As your invoices grow, small mismatches quickly compound into late payments, duplications, audit exposure, and an unnecessary strain on AP teams.
2-way, 3-way, and 4-way matching give finance teams an easy way to control errors. With the right level of matching and automation, invoices are validated before money ever leaves the table, exceptions are resolved quickly, audits are smoother, and working capital is more predictable.
Instead of a reactive approach, companies can prevent problems upstream, enabling a faster and more accurate procure-to-pay process.
All of this means that invoice matching is no longer just an AP task.
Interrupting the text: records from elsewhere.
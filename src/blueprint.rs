//! Blueprint templating.
//!
//! The blueprint pushed to the compose service is rendered from a TOML
//! template with `{{name}}` placeholders. Every placeholder must be known;
//! a typo would otherwise be shipped to the service verbatim.

use std::fs;
use std::io;
use std::path::Path;

use tracing::debug;

use crate::error::{ComposeError, IoContext, Result};

/// A rendered blueprint, ready to push.
#[derive(Debug, Clone, PartialEq, Eq)]
pub struct Blueprint {
    /// The blueprint's `name`; composes are requested by this name.
    pub name: String,
    pub text: String,
}

/// Values available to `{{...}}` placeholders.
#[derive(Debug, Clone)]
pub struct TemplateVars<'a> {
    pub version: &'a str,
    /// HEAD of the source checkout; `None` when no source is configured.
    pub commit: Option<&'a str>,
    pub debug: bool,
}

impl TemplateVars<'_> {
    fn lookup(&self, key: &str) -> Option<String> {
        match key {
            "version" => Some(self.version.to_string()),
            "commit" => self.commit.map(str::to_string),
            "debug" => Some(self.debug.to_string()),
            _ => None,
        }
    }
}

/// Read the template at `path` and render it.
pub fn load_blueprint(path: &Path, vars: &TemplateVars<'_>) -> Result<Blueprint> {
    let template = match fs::read_to_string(path) {
        Ok(text) => text,
        Err(e) if e.kind() == io::ErrorKind::NotFound => {
            return Err(ComposeError::NotFound(format!(
                "blueprint template '{}'",
                path.display()
            )))
        }
        Err(e) => {
            return Err(e).io_context(|| format!("reading blueprint template '{}'", path.display()))
        }
    };
    let text = render_template(&template, vars, path)?;
    let name = blueprint_name(&text, path)?;
    debug!(name = %name, template = %path.display(), "blueprint rendered");
    Ok(Blueprint { name, text })
}

/// Substitute every `{{key}}` in `template`. `origin` names the template in errors.
pub fn render_template(template: &str, vars: &TemplateVars<'_>, origin: &Path) -> Result<String> {
    let invalid = |message: String| ComposeError::Config {
        path: origin.to_path_buf(),
        message,
    };

    let mut out = String::with_capacity(template.len());
    let mut rest = template;
    while let Some(start) = rest.find("{{") {
        out.push_str(&rest[..start]);
        let after = &rest[start + 2..];
        let end = after
            .find("}}")
            .ok_or_else(|| invalid("unterminated '{{' in blueprint template".to_string()))?;
        let key = after[..end].trim();
        let value = vars.lookup(key).ok_or_else(|| {
            if key == "commit" {
                invalid("placeholder '{{commit}}' needs [source].url to be set".to_string())
            } else {
                invalid(format!("unknown placeholder '{{{{{key}}}}}'"))
            }
        })?;
        out.push_str(&value);
        rest = &after[end + 2..];
    }
    out.push_str(rest);
    Ok(out)
}

fn blueprint_name(text: &str, origin: &Path) -> Result<String> {
    let invalid = |message: String| ComposeError::Config {
        path: origin.to_path_buf(),
        message,
    };
    let table: toml::Table = toml::from_str(text)
        .map_err(|e| invalid(format!("rendered blueprint is not valid TOML: {e}")))?;
    match table.get("name") {
        Some(toml::Value::String(name)) if !name.trim().is_empty() => Ok(name.clone()),
        Some(_) => Err(invalid("blueprint 'name' must be a non-empty string".to_string())),
        None => Err(invalid("blueprint has no 'name'".to_string())),
    }
}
It’s a core financial control that safeguards your revenue, strengthens business relationships, and supports efficient growth. Because when accuracy becomes automated, finance teams stop reacting to problems and start preventing them.
Ready to crush 2-way matching for your business? Watch how Yooz can streamline your invoice matching and exception handling with a personalized demo.

Personalized demo
Discover Yooz, the smartest, most powerful, and easiest-to-use solution!
2 Way Matching in Accounts Payable FAQs
What is 2-way matching?
It’s an accounting control that matches a vendor invoice to a purchase order (PO).
What information is compared in a 2-way match?
A 2-way match compares item descriptions, quantities, total amounts, prices, line items, vendor data, and payment terms.
When is 2-way matching used?
Two-way PO matching works best when you purchase services, utilities, or have recurring expenses where receiving goods doesn’t matter. Transactions are straightforward and low-risk.
How is 2-way matching different from 3-way matching?
3-way matching considers a third document (usually a receipt or packing slip). This verifies that your goods were actually received. This skips the need for receipt verification.
What happens when there is a mismatch in PO matching?
The automated system will flag the invoice and label it as a system “exception.” This puts it on hold, and no payment is rendered. It is then routed for further inspection to resolve the discrepancy.
What are the limitations of 2-way matching?
2-way will not confirm if you received any goods or services. This makes it less secure for complex transactions or one-time purchases (compared to 3-way or 4-way matching).
Can 2-way matching prevent duplicate payments?
Yes. By validating the invoice number, PO, and amount, the system can identify and block duplicate or already-paid invoices.
How does automation improve 2-Way matching?
Automated systems, like Yooz, employ tools like OCR and AI to extract invoice data, apply tolerance rules, route exceptions, and maintain approval logs. This can greatly reduce cycle time and eliminate manual errors.
How does 2-Way matching impact cash flow?
This type of internal AP check improves payment accuracy, shortens invoice cycle time, prevents overpayments, and provides real-time visibility into liabilities for better working capital planning.